Reuben a 38-year-old financial adviser loved his partner Ava too much. He was always around, ready to be counted on in any way that she needed. But Ava, a 37-year-old fourth grade teacher liked alone time – she wanted space to think for herself and not worry about Reuben’s feelings. As a child she rarely had that luxury. She was usually caught up in trying to deal with her mother’s intense need for closeness as and when she needed it. Ava was the ideal person, available and unable to refuse. Ava was “loved” too much as a kid in the sense that her mother was overbearing, overprotective and doing everything for Ava. So Ava never got a chance to feel hungry or ravenous about emotional food.
‘Love Too Much’ Type Doesn’t Feel Lovable
Reuben on the other hand never quite felt lovable enough. He had access to his parents, but they weren’t focused on interacting with him in an emotionally intimate way. He tried hard to be the one to excite and stimulate them enough to get them to want to interact with him, and take their attention off their own rocky relationship. He kept trying to get their undivided attention and feel ‘enough’ – and his way was to love too much. He was overly affectionate and quick to take care of each parent when they were upset with one another. He was the ‘good boy’ – never missed school, did his assignments and did weekend chores. He gave his parents everything they could ask for in a son, and felt worthy and loved as a result for short bursts of time.

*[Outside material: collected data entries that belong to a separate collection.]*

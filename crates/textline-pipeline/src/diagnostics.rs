//! Extraction diagnostics: timing, counts, and other metrics for each
//! stage.
//!
//! Every call to [`extract_lines_staged`](crate::extract_lines_staged)
//! collects diagnostics alongside the stage outputs. They are meant for
//! threshold tuning: how many components survived hysteresis, how many
//! endpoints went unconnected, whether the search hit its cap.
//!
//! Durations are [`std::time::Duration`] values measured with the
//! `web-time` crate, which falls back to `std::time::Instant` on native
//! targets. They are serialized as fractional seconds.

use std::time::Duration;

use serde::{Deserialize, Serialize};

use crate::types::{Dimensions, Polyline};

/// Serde support for `std::time::Duration` as fractional seconds.
mod duration_serde {
    use std::time::Duration;

    use serde::{Deserialize, Deserializer, Serialize, Serializer};

    pub fn serialize<S: Serializer>(duration: &Duration, serializer: S) -> Result<S::Ok, S::Error> {
        duration.as_secs_f64().serialize(serializer)
    }

    pub fn deserialize<'de, D: Deserializer<'de>>(deserializer: D) -> Result<Duration, D::Error> {
        let secs = f64::deserialize(deserializer)?;
        Duration::try_from_secs_f64(secs)
            .map_err(|_| serde::de::Error::custom("duration must be finite and non-negative"))
    }
}

/// Diagnostics collected from a single extraction run.
#[derive(Debug, Clone, Serialize, Deserialize)]
pub struct PipelineDiagnostics {
    /// Stage 1: smoothing.
    pub smooth: StageDiagnostics,
    /// Stage 2: hysteresis thresholding (with optional candidate
    /// restriction and border cleanup).
    pub threshold: StageDiagnostics,
    /// Stage 3: skeletonization.
    pub skeleton: StageDiagnostics,
    /// Stage 4: endpoint detection.
    pub endpoints: StageDiagnostics,
    /// Stage 5: minimum-cost stitching.
    pub stitch: StageDiagnostics,
    /// Stage 6: polyline assembly and filtering.
    pub assemble: StageDiagnostics,
    /// Wall-clock duration of the whole run.
    #[serde(with = "duration_serde")]
    pub total_duration: Duration,
    /// Summary counts across all stages.
    pub summary: PipelineSummary,
}

/// Diagnostics for a single stage.
#[derive(Debug, Clone, Serialize, Deserialize)]
pub struct StageDiagnostics {
    /// Wall-clock duration of this stage.
    #[serde(with = "duration_serde")]
    pub duration: Duration,
    /// Stage-specific metrics.
    pub metrics: StageMetrics,
}

/// Stage-specific metrics.
#[derive(Debug, Clone, PartialEq, Serialize, Deserialize)]
pub enum StageMetrics {
    /// Smoothing metrics.
    Smooth {
        /// Gaussian sigma; `0.0` means the median denoiser ran.
        sigma: f32,
        /// Whether the median denoiser replaced the Gaussian.
        denoised: bool,
    },
    /// Thresholding metrics.
    Threshold {
        /// Low bound.
        low_threshold: f32,
        /// High bound.
        high_threshold: f32,
        /// Whether a candidate mask restricted the low mask.
        restricted: bool,
        /// Components above the low bound.
        component_count: u32,
        /// Components reaching the high bound.
        kept_component_count: u32,
        /// Line pixels in the final mask.
        line_pixel_count: u64,
        /// Total pixel count, for density.
        total_pixel_count: u64,
    },
    /// Skeletonization metrics.
    Skeleton {
        /// Set pixels in the input mask.
        mask_pixel_count: u64,
        /// Set pixels in the skeleton.
        skeleton_pixel_count: u64,
    },
    /// Endpoint detection metrics.
    Endpoints {
        /// Skeleton components.
        component_count: u32,
        /// Components without an endpoint pair.
        skipped_components: u32,
        /// Retained endpoints.
        endpoint_count: usize,
    },
    /// Stitching metrics.
    Stitch {
        /// Best connections found, intra and cross.
        connection_count: usize,
        /// Endpoints left without any connection.
        unreachable_count: usize,
        /// Cells finalized by the search.
        expansions: usize,
        /// Whether the expansion cap stopped the search.
        truncated: bool,
    },
    /// Assembly metrics.
    Assemble {
        /// Chains built from fragments and gap links.
        chain_count: usize,
        /// Gap links accepted.
        gap_links: usize,
        /// Chains dropped by the centroid filter.
        filtered_count: usize,
        /// Output polylines.
        contour_count: usize,
        /// Points across all output polylines.
        point_count: usize,
    },
}

/// Summary counts for a whole run.
#[derive(Debug, Clone, Serialize, Deserialize)]
pub struct PipelineSummary {
    /// Probability map width in pixels.
    pub image_width: u32,
    /// Probability map height in pixels.
    pub image_height: u32,
    /// Total pixel count.
    pub pixel_count: u64,
    /// Output polylines.
    pub contour_count: usize,
    /// Points across all output polylines.
    pub point_count: usize,
}

impl PipelineSummary {
    /// Summary for a finished run.
    #[must_use]
    pub fn new(dimensions: Dimensions, contours: &[Polyline]) -> Self {
        Self {
            image_width: dimensions.width,
            image_height: dimensions.height,
            pixel_count: dimensions.pixel_count(),
            contour_count: contours.len(),
            point_count: total_points(contours),
        }
    }
}

impl PipelineDiagnostics {
    /// Per-stage diagnostics in pipeline order, with display names.
    #[must_use]
    pub fn stages(&self) -> [(&'static str, &StageDiagnostics); 6] {
        [
            ("Smooth", &self.smooth),
            ("Threshold", &self.threshold),
            ("Skeleton", &self.skeleton),
            ("Endpoints", &self.endpoints),
            ("Stitch", &self.stitch),
            ("Assemble", &self.assemble),
        ]
    }

    /// Format diagnostics as a human-readable report.
    #[must_use]
    pub fn report(&self) -> String {
        let mut lines = Vec::new();

        lines.push(format!("Extraction Diagnostics Report\n{}", "=".repeat(60)));
        lines.push(format!(
            "Map: {}x{} ({} pixels)",
            self.summary.image_width, self.summary.image_height, self.summary.pixel_count,
        ));
        let total_ms = duration_ms(self.total_duration);
        lines.push(format!("Total duration: {total_ms:.3}ms"));
        lines.push(String::new());

        lines.push(format!(
            "{:<12} {:>10} {:>10}  {}",
            "Stage", "Duration", "% Total", "Details"
        ));
        lines.push("-".repeat(80));

        for (name, diag) in self.stages() {
            let ms = duration_ms(diag.duration);
            let pct = if total_ms > 0.0 {
                ms / total_ms * 100.0
            } else {
                0.0
            };
            let details = format_metrics(&diag.metrics);
            lines.push(format!("{name:<12} {ms:>8.3}ms {pct:>9.1}%  {details}"));
        }

        lines.push(String::new());
        lines.push(format!(
            "Lines: {}  |  Points: {}",
            self.summary.contour_count, self.summary.point_count,
        ));

        lines.join("\n")
    }
}

fn duration_ms(d: Duration) -> f64 {
    d.as_secs_f64() * 1000.0
}

/// Compact one-line rendering of stage metrics.
fn format_metrics(metrics: &StageMetrics) -> String {
    match metrics {
        StageMetrics::Smooth { sigma, denoised } => {
            if *denoised {
                "median denoise".to_string()
            } else {
                format!("gaussian sigma={sigma:.2}")
            }
        }
        StageMetrics::Threshold {
            low_threshold,
            high_threshold,
            restricted,
            component_count,
            kept_component_count,
            line_pixel_count,
            total_pixel_count,
        } => {
            #[allow(clippy::cast_precision_loss)]
            let density = if *total_pixel_count > 0 {
                *line_pixel_count as f64 / *total_pixel_count as f64 * 100.0
            } else {
                0.0
            };
            let restricted = if *restricted { " restricted" } else { "" };
            format!(
                "low={low_threshold:.2} high={high_threshold:.2}{restricted} components={kept_component_count}/{component_count} pixels={line_pixel_count} ({density:.1}%)",
            )
        }
        StageMetrics::Skeleton {
            mask_pixel_count,
            skeleton_pixel_count,
        } => format!("{mask_pixel_count}->{skeleton_pixel_count} px"),
        StageMetrics::Endpoints {
            component_count,
            skipped_components,
            endpoint_count,
        } => format!(
            "{endpoint_count} endpoints from {component_count} components ({skipped_components} skipped)"
        ),
        StageMetrics::Stitch {
            connection_count,
            unreachable_count,
            expansions,
            truncated,
        } => {
            let truncated = if *truncated { " TRUNCATED" } else { "" };
            format!(
                "{connection_count} connections, {unreachable_count} unreachable, {expansions} expansions{truncated}"
            )
        }
        StageMetrics::Assemble {
            chain_count,
            gap_links,
            filtered_count,
            contour_count,
            point_count,
        } => format!(
            "{chain_count} chains ({gap_links} gap links), -{filtered_count} filtered -> {contour_count} lines, {point_count} pts"
        ),
    }
}

/// Total points across a slice of polylines.
pub(crate) fn total_points(polylines: &[Polyline]) -> usize {
    polylines.iter().map(Polyline::len).sum()
}

#[cfg(test)]
#[allow(clippy::unwrap_used)]
mod tests {
    use super::*;

    fn stage(ms: u64, metrics: StageMetrics) -> StageDiagnostics {
        StageDiagnostics {
            duration: Duration::from_millis(ms),
            metrics,
        }
    }

    fn sample() -> PipelineDiagnostics {
        PipelineDiagnostics {
            smooth: stage(
                4,
                StageMetrics::Smooth {
                    sigma: 2.5,
                    denoised: false,
                },
            ),
            threshold: stage(
                2,
                StageMetrics::Threshold {
                    low_threshold: 0.8,
                    high_threshold: 0.9,
                    restricted: false,
                    component_count: 12,
                    kept_component_count: 9,
                    line_pixel_count: 900,
                    total_pixel_count: 10_000,
                },
            ),
            skeleton: stage(
                3,
                StageMetrics::Skeleton {
                    mask_pixel_count: 900,
                    skeleton_pixel_count: 300,
                },
            ),
            endpoints: stage(
                1,
                StageMetrics::Endpoints {
                    component_count: 9,
                    skipped_components: 1,
                    endpoint_count: 16,
                },
            ),
            stitch: stage(
                8,
                StageMetrics::Stitch {
                    connection_count: 11,
                    unreachable_count: 0,
                    expansions: 10_000,
                    truncated: true,
                },
            ),
            assemble: stage(
                2,
                StageMetrics::Assemble {
                    chain_count: 5,
                    gap_links: 3,
                    filtered_count: 1,
                    contour_count: 4,
                    point_count: 60,
                },
            ),
            total_duration: Duration::from_millis(20),
            summary: PipelineSummary {
                image_width: 100,
                image_height: 100,
                pixel_count: 10_000,
                contour_count: 4,
                point_count: 60,
            },
        }
    }

    #[test]
    fn duration_ms_converts_correctly() {
        let ms = duration_ms(Duration::from_millis(1234));
        assert!((ms - 1234.0).abs() < 0.01);
    }

    #[test]
    fn report_lists_every_stage() {
        let report = sample().report();
        assert!(report.contains("Extraction Diagnostics Report"));
        for name in ["Smooth", "Threshold", "Skeleton", "Endpoints", "Stitch", "Assemble"] {
            assert!(report.contains(name), "missing {name}");
        }
        assert!(report.contains("components=9/12"));
        assert!(report.contains("TRUNCATED"));
        assert!(report.contains("Lines: 4"));
    }

    #[test]
    fn durations_serialize_as_seconds() {
        let json = serde_json::to_value(sample()).unwrap();
        let secs = json["total_duration"].as_f64().unwrap();
        assert!((secs - 0.02).abs() < 1e-9);
        let back: PipelineDiagnostics = serde_json::from_value(json).unwrap();
        assert_eq!(back.total_duration, Duration::from_millis(20));
        assert_eq!(back.stitch.metrics, sample().stitch.metrics);
    }

    #[test]
    fn negative_duration_is_rejected() {
        let mut json = serde_json::to_value(sample()).unwrap();
        json["total_duration"] = serde_json::json!(-1.0);
        assert!(serde_json::from_value::<PipelineDiagnostics>(json).is_err());
    }

    #[test]
    fn summary_counts_points() {
        let contours = vec![
            Polyline::new(vec![crate::Point::new(0.0, 0.0), crate::Point::new(1.0, 0.0)]),
            Polyline::new(vec![crate::Point::new(5.0, 5.0)]),
        ];
        let summary = PipelineSummary::new(
            Dimensions {
                width: 8,
                height: 4,
            },
            &contours,
        );
        assert_eq!(summary.pixel_count, 32);
        assert_eq!(summary.contour_count, 2);
        assert_eq!(summary.point_count, 3);
    }
}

‘Love Too Much’ Type Uses Excess Giving as Formula for Relationship Satisfaction
Reuben unconsciously sought out the same kind of arrangement when he got married. It worked for him when he was younger, so why not follow the same formula? He was fated to find a woman who could only take in small bites of him, just like his parents when they came out of their fighting binges. Ava fitted the bill, except that her background made her want to replicate her childhood. She wanted love on tap, as her mother offered – but she wanted to be able to turn off the tap when she wanted – something she couldn’t do as a child. Reuben who loves too much was the ideal match. He kept loving and giving and she could nibble, stay full but avoid the intrusion of her childhood. Poor Reuben didn’t get why his formula no longer worked. His ‘love too much’ nature became frantic – force feeding Ava, until she felt the same intrusion and discomfort she had when her mother related in that way. She could no longer turn off the tap at will.
‘Love Too Much’ Type Develops a Thermostat in Couples Therapy
Faced with this impossible situation, Rueben and Ava came to couples counseling, wanting to save the marriage. It was obvious that Reuben had no shut off valve and no thermostat that directed his flow of warmth towards Ava. He was just ‘love too much’ all the time. It was equally obvious that Ava had no sensations of hunger or peckishness, fullness or satisfaction, bloating or anything in-between. Reuben learned to read Ava’s needs and adapt accordingly – and share his frustration or sorrow when he felt unwanted. Ava learned to tune into herself and to read Reuben’s needs not as an intrusion but as a wish to be connected. The process was very challenging. Each of them had individual counseling to deal with their family of origin stuff that led to the emotional intimacy problems. They are still learning to adapt. The important thing is that now there is no ‘love too much.’ Now there is loving enough in the moment.